= Health policy in Bangladesh =

2011 policy document

==National Health Policy 2011 (NHP)==

The Health Policy has 19 goals and objectives, 16 policy principles and 39 strategies.

=== Policy contents ===
The Bangladesh health policy document was published in 2011 and adheres to the following :

Health is defined as "A state of complete physical, mental and social well-being and not merely the absence of disease or infirmity."

1. Every citizen has the basic right to adequate health care. The State and the government are constitutionally obliged to ensure health care for its citizens.
2. To ensure an effective health care system that responds to the need of a healthy nation, health policy provides the vision and mission for development.
3. Pursuit of such policy will fulfill the demands of the people of the country, while health service providers will be encouraged and inspired. People's physical well-being and free thought process have proved to be a precondition for the growth and intellectual enrichment in today's human society
4. Bangladesh expressed agreement on the following declarations:

  - The Alma Ata Declaration (1978)
  - The World Summit for Children (1990)
  - International Conference on Population and Development (1994)
  - Beijing Women's Conference (1995)

In the absence of a written and approved Health Policy, the national Annual Development Program and Five Year Plans substituted for policy principles. The problems in the health services multiplied in the absence of a clear policy. Bangladesh is a developing country with the world's highest population density.

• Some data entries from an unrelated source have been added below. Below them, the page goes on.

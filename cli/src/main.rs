use std::path::{Path, PathBuf};

use anyhow::{bail, Context, Result};
use clap::{Parser, Subcommand};
use hound::{SampleFormat, WavSpec};
use tracing_subscriber::EnvFilter;

use tonelink_core::{
    CalibrationKind, CalibrationResult, Calibrator, IntegrityStatus, MemorySink, ModulationScheme,
    Profile, ReceiverSession, SenderConfig, SenderSession, SpectrumAnalyzer, FFT_SIZE,
    SAMPLE_RATE, SPECTRUM_INTERVAL_MS,
};

#[derive(Parser)]
#[command(name = "tonelink")]
#[command(about = "File transfer over audible tones")]
#[command(version)]
struct Cli {
    #[command(subcommand)]
    command: Commands,
}

#[derive(Subcommand)]
enum Commands {
    /// Encode a file into a playable WAV transmission
    Send {
        /// Input file to transmit
        #[arg(value_name = "INPUT")]
        input: PathBuf,

        /// Output WAV file
        #[arg(value_name = "OUTPUT.WAV")]
        output: PathBuf,

        /// Transfer profile: standard, fast, dense or turbo
        #[arg(short, long, default_value = "standard")]
        profile: String,

        /// Calibration preset JSON produced by `tonelink calibrate`
        #[arg(short, long)]
        calibration: Option<PathBuf>,

        /// Disable LZ77 compression
        #[arg(long)]
        no_compress: bool,
    },

    /// Decode a recorded WAV transmission back into the original file
    Recv {
        /// Input WAV recording
        #[arg(value_name = "INPUT.WAV")]
        input: PathBuf,

        /// Output file
        #[arg(value_name = "OUTPUT")]
        output: PathBuf,

        /// Transfer profile; must match the sender
        #[arg(short, long, default_value = "standard")]
        profile: String,

        /// Calibration preset JSON; must match the sender's carriers
        #[arg(short, long)]
        calibration: Option<PathBuf>,
    },

    /// Build a calibration preset from an ambient-noise recording
    Calibrate {
        /// Input WAV of ambient room noise (a few seconds)
        #[arg(value_name = "AMBIENT.WAV")]
        input: PathBuf,

        /// Output preset JSON
        #[arg(value_name = "PRESET.JSON")]
        output: PathBuf,

        /// Transfer profile the preset is for
        #[arg(short, long, default_value = "standard")]
        profile: String,

        /// Use the full-length probe instead of the quick one
        #[arg(long)]
        full: bool,
    },
}

fn main() -> Result<()> {
    tracing_subscriber::fmt()
        .with_env_filter(
            EnvFilter::try_from_default_env().unwrap_or_else(|_| EnvFilter::new("warn")),
        )
        .with_target(true)
        .init();

    match Cli::parse().command {
        Commands::Send {
            input,
            output,
            profile,
            calibration,
            no_compress,
        } => send_command(&input, &output, &profile, calibration.as_deref(), no_compress),
        Commands::Recv {
            input,
            output,
            profile,
            calibration,
        } => recv_command(&input, &output, &profile, calibration.as_deref()),
        Commands::Calibrate {
            input,
            output,
            profile,
            full,
        } => calibrate_command(&input, &output, &profile, full),
    }
}

fn resolve_profile(name: &str) -> Result<Profile> {
    Profile::by_name(name).with_context(|| {
        format!(
            "unknown profile '{name}', expected one of: {}",
            Profile::preset_names().join(", ")
        )
    })
}

fn resolve_calibration(path: Option<&Path>, profile: &Profile) -> Result<CalibrationResult> {
    match path {
        Some(path) => {
            let json = std::fs::read_to_string(path)
                .with_context(|| format!("reading calibration preset {}", path.display()))?;
            Ok(CalibrationResult::from_json(&json)?)
        }
        None => Ok(CalibrationResult::assume_quiet(profile)?),
    }
}

fn send_command(
    input: &Path,
    output: &Path,
    profile_name: &str,
    calibration: Option<&Path>,
    no_compress: bool,
) -> Result<()> {
    let profile = resolve_profile(profile_name)?;
    let calibration = resolve_calibration(calibration, &profile)?;

    let bytes =
        std::fs::read(input).with_context(|| format!("reading {}", input.display()))?;
    let filename = input
        .file_name()
        .map(|name| name.to_string_lossy().into_owned())
        .unwrap_or_else(|| "file".to_string());
    println!("Read {} bytes from {}", bytes.len(), input.display());

    let config = SenderConfig {
        use_compression: !no_compress,
        ..SenderConfig::default()
    };
    let mut sender = SenderSession::new(profile, &calibration, config, MemorySink::default())?;
    let report = sender.send_file(&bytes, &filename)?;
    let samples = sender.into_sink().samples;
    println!(
        "Encoded {} chunk(s) ({} bytes on air{}) into {} samples",
        report.chunks,
        report.bytes_on_air,
        if report.compressed { ", compressed" } else { "" },
        samples.len()
    );

    write_wav(output, &samples)?;
    println!(
        "Wrote {:.1} s of audio to {}",
        samples.len() as f32 / SAMPLE_RATE as f32,
        output.display()
    );
    Ok(())
}

fn recv_command(
    input: &Path,
    output: &Path,
    profile_name: &str,
    calibration: Option<&Path>,
) -> Result<()> {
    let profile = resolve_profile(profile_name)?;
    let calibration = resolve_calibration(calibration, &profile)?;

    let samples = read_wav(input)?;
    println!("Read {} samples from {}", samples.len(), input.display());

    let mut receiver = ReceiverSession::new(profile.clone(), &calibration)?;
    if profile.scheme == ModulationScheme::Fsk {
        // Slice the recording into symbol slots and feed them as spectrum
        // ticks, one frame per slot with fresh smoothing.
        let mut analyzer = SpectrumAnalyzer::new();
        for window in samples.chunks(profile.samples_per_symbol()) {
            analyzer.reset();
            let frame = analyzer.analyze(window);
            receiver.push_spectrum(&frame)?;
        }
    } else {
        for block in samples.chunks(4_096) {
            receiver.push_samples(block)?;
        }
    }

    let outcome = match receiver.take_outcome() {
        Some(outcome) => outcome,
        None => bail!("no complete transfer found in the recording"),
    };
    if !outcome.missing_chunks.is_empty() {
        eprintln!(
            "Warning: {} chunk(s) missing: {:?}",
            outcome.missing_chunks.len(),
            outcome.missing_chunks
        );
    }
    let status = match outcome.integrity {
        IntegrityStatus::Verified => "verified",
        IntegrityStatus::Mismatch => "INTEGRITY MISMATCH",
    };

    std::fs::write(output, &outcome.data)
        .with_context(|| format!("writing {}", output.display()))?;
    println!(
        "Recovered '{}': {} bytes ({status}) -> {}",
        outcome.metadata.filename,
        outcome.data.len(),
        output.display()
    );
    Ok(())
}

fn calibrate_command(input: &Path, output: &Path, profile_name: &str, full: bool) -> Result<()> {
    let profile = resolve_profile(profile_name)?;
    let kind = if full {
        CalibrationKind::Full
    } else {
        CalibrationKind::Quick
    };

    let samples = read_wav(input)?;
    let hop = SAMPLE_RATE * SPECTRUM_INTERVAL_MS as usize / 1000;
    let mut analyzer = SpectrumAnalyzer::new();
    let mut calibrator = Calibrator::new();
    let mut position = 0;
    while position < samples.len() && calibrator.frames_collected() < kind.frames() {
        let end = (position + FFT_SIZE).min(samples.len());
        calibrator.push_spectrum(&analyzer.analyze(&samples[position..end]));
        position += hop;
    }
    println!(
        "Probed {} spectrum frames ({} requested)",
        calibrator.frames_collected(),
        kind.frames()
    );

    let result = calibrator.finish(&profile)?;
    std::fs::write(output, result.to_json()?)
        .with_context(|| format!("writing {}", output.display()))?;
    println!(
        "Selected carriers {:.0}-{:.0} Hz ({} channels) -> {}",
        result.carriers.first().copied().unwrap_or(0.0),
        result.carriers.last().copied().unwrap_or(0.0),
        result.carriers.len(),
        output.display()
    );
    Ok(())
}

fn write_wav(path: &Path, samples: &[f32]) -> Result<()> {
    let spec = WavSpec {
        channels: 1,
        sample_rate: SAMPLE_RATE as u32,
        bits_per_sample: 16,
        sample_format: SampleFormat::Int,
    };
    let mut writer = hound::WavWriter::create(path, spec)
        .with_context(|| format!("creating {}", path.display()))?;
    for &sample in samples {
        let clamped = sample.clamp(-1.0, 1.0);
        writer.write_sample((clamped * 32767.0) as i16)?;
    }
    writer.finalize()?;
    Ok(())
}

fn read_wav(path: &Path) -> Result<Vec<f32>> {
    let mut reader =
        hound::WavReader::open(path).with_context(|| format!("opening {}", path.display()))?;
    let spec = reader.spec();
    if spec.sample_rate != SAMPLE_RATE as u32 {
        bail!(
            "{} is {} Hz; transmissions are fixed at {} Hz",
            path.display(),
            spec.sample_rate,
            SAMPLE_RATE
        );
    }

    let mut samples: Vec<f32> = match (spec.sample_format, spec.bits_per_sample) {
        (SampleFormat::Int, 16) => reader
            .samples::<i16>()
            .map(|s| s.map(|v| v as f32 / 32768.0))
            .collect::<std::result::Result<_, _>>()?,
        (SampleFormat::Float, 32) => reader
            .samples::<f32>()
            .collect::<std::result::Result<_, _>>()?,
        (format, bits) => bail!("unsupported WAV format: {bits}-bit {format:?}"),
    };

    if spec.channels == 2 {
        samples = stereo_to_mono(&samples);
    } else if spec.channels != 1 {
        bail!("unsupported channel count: {}", spec.channels);
    }
    Ok(samples)
}

fn stereo_to_mono(samples: &[f32]) -> Vec<f32> {
    samples
        .chunks_exact(2)
        .map(|pair| (pair[0] + pair[1]) / 2.0)
        .collect()
}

===History of the development of the policy===

The Ministry of Health and Family Welfare assembled a Committee in 1996 for the purpose of preparing a health policy, with members drawn from civil society and professional bodies, including technocrats and bureaucrats.

A further five sub-committees were formed to:

- Evaluate the existing health services and determining the goals
- Formulate policies to ensure essential services
- Formulate policies to ensure hospital-based services
- Design Strategies for HRD
- Integrate NGOs and the Private Sector and plan for resources and utilisation of funds

The sub-committees worked for more than a year and submitted their efforts/recommendations. A working group was formed and entrusted with the responsibilities for compiling the recommendations contained in the reports. The working group also organised workshops in all six Divisions to elicit opinions of cross-section of the society on these reports. Finally the working group presented the proposals and recommendations to the National Health Policy Formulation Committee. A report on the health policy was thus formulated on the basis of consensus. The Cabinet on 14 Aug 2000 approved the National Health Policy.

==Health care system==
The health care are designated to meet the health needs of the community through the use of available knowledge and resources. The services provided should be comprehensive and community based. The resources must be distributed according to the needs of the community. The outcome of good health care system is the changed health status or improve health status of the community which is expressed in terms of lives saved, death averted, disease prevented, disease treated, prolongation of life etc.

Health care delivery system in Bangladesh based on PHC concept has got various Level of service delivery:
- Home and community level.
- Union level,
- Union sub centre (USC) or Health and family welfare centre; This is the first health facility level.
- Thana level, Thana Health Complex (THC): This is the first referral level.
- District Hospital: This is the secondary referral level.
- National Level: This is the tertiary referral level.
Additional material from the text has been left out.